Do contiguous forests and fragments differ in whether the environment selects for individual traits or multi-trait phenotypes (i.e., trait syndromes) and does this influence composition along environmental gradients?
If selection along environmental gradients operates via individual traits, trait-environment correlations will be stronger for individual traits than multi-trait phenotypes in both contiguous forest and fragments (Butterfield and Suding, 2013; Krishnadas et al., 2018b). Alternatively, successful phenotypes may be determined by a combination of traits. Species with trait values associated with resource-conservative strategies would be expected to increase in more stressful conditions such as warmer, drier climates. If small-scale abiotic conditions in fragments modulate or override the effects of broad-scale environmental gradients, then landscape-level trait-environment linkages seen in contiguous forests will change for fragments.

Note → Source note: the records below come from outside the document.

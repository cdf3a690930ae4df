//! Sigma-band outlier detection

use chrono::{DateTime, Utc};
use serde::{Deserialize, Serialize};

use crate::analysis::population_variance;
use crate::domain::metrics::constants::statistical::{HIGH_ANOMALY_SIGMA, MEDIUM_ANOMALY_SIGMA};
use crate::domain::metrics::SeriesPoint;

#[derive(Debug, Clone, Copy, PartialEq, Eq, Hash, Serialize, Deserialize)]
#[serde(rename_all = "lowercase")]
pub enum Severity {
    Medium,
    High,
}

#[derive(Debug, Clone, Copy, PartialEq, Serialize, Deserialize)]
#[serde(rename_all = "camelCase")]
pub struct Anomaly {
    pub timestamp: DateTime<Utc>,
    pub value: f64,
    pub z_score: f64,
    pub severity: Severity,
}

/// Flag points beyond 2σ (medium) and 3σ (high) of the series mean
///
/// Uses the population standard deviation. A series without variance has no
/// anomalies.
pub fn anomalies(series: &[SeriesPoint]) -> Vec<Anomaly> {
    if series.len() < 2 || series.iter().any(|p| !p.value.is_finite()) {
        return Vec::new();
    }

    let values: Vec<f64> = series.iter().map(|p| p.value).collect();
    let mean = values.iter().sum::<f64>() / values.len() as f64;
    let std_dev = population_variance(&values, mean).sqrt();
    if std_dev == 0.0 {
        return Vec::new();
    }

    series
        .iter()
        .filter_map(|point| {
            let z_score = (point.value - mean) / std_dev;
            let severity = if z_score.abs() > HIGH_ANOMALY_SIGMA {
                Severity::High
            } else if z_score.abs() > MEDIUM_ANOMALY_SIGMA {
                Severity::Medium
            } else {
                return None;
            };
            Some(Anomaly {
                timestamp: point.timestamp,
                value: point.value,
                z_score,
                severity,
            })
        })
        .collect()
}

Does the environment constrain trait combinations in fragments vs. contiguous forest? Or, does trait covariance correlate with the overall trait space occupied by constituent species?
In contiguous forest, I expected stronger trait covariance as sites became drier and warmer. I expected fragments to show stronger correlations between trait covariance and climate gradients as forest loss would reduce the buffering of climatic stress and allow less leeway for different phenotypes (Zellweger et al., 2020), i.e., stronger selection for specific phenotypes leading to tighter constraints on trait combinations. I also expected trait covariance to decrease with higher species richness, functional diversity, or variance of individual traits.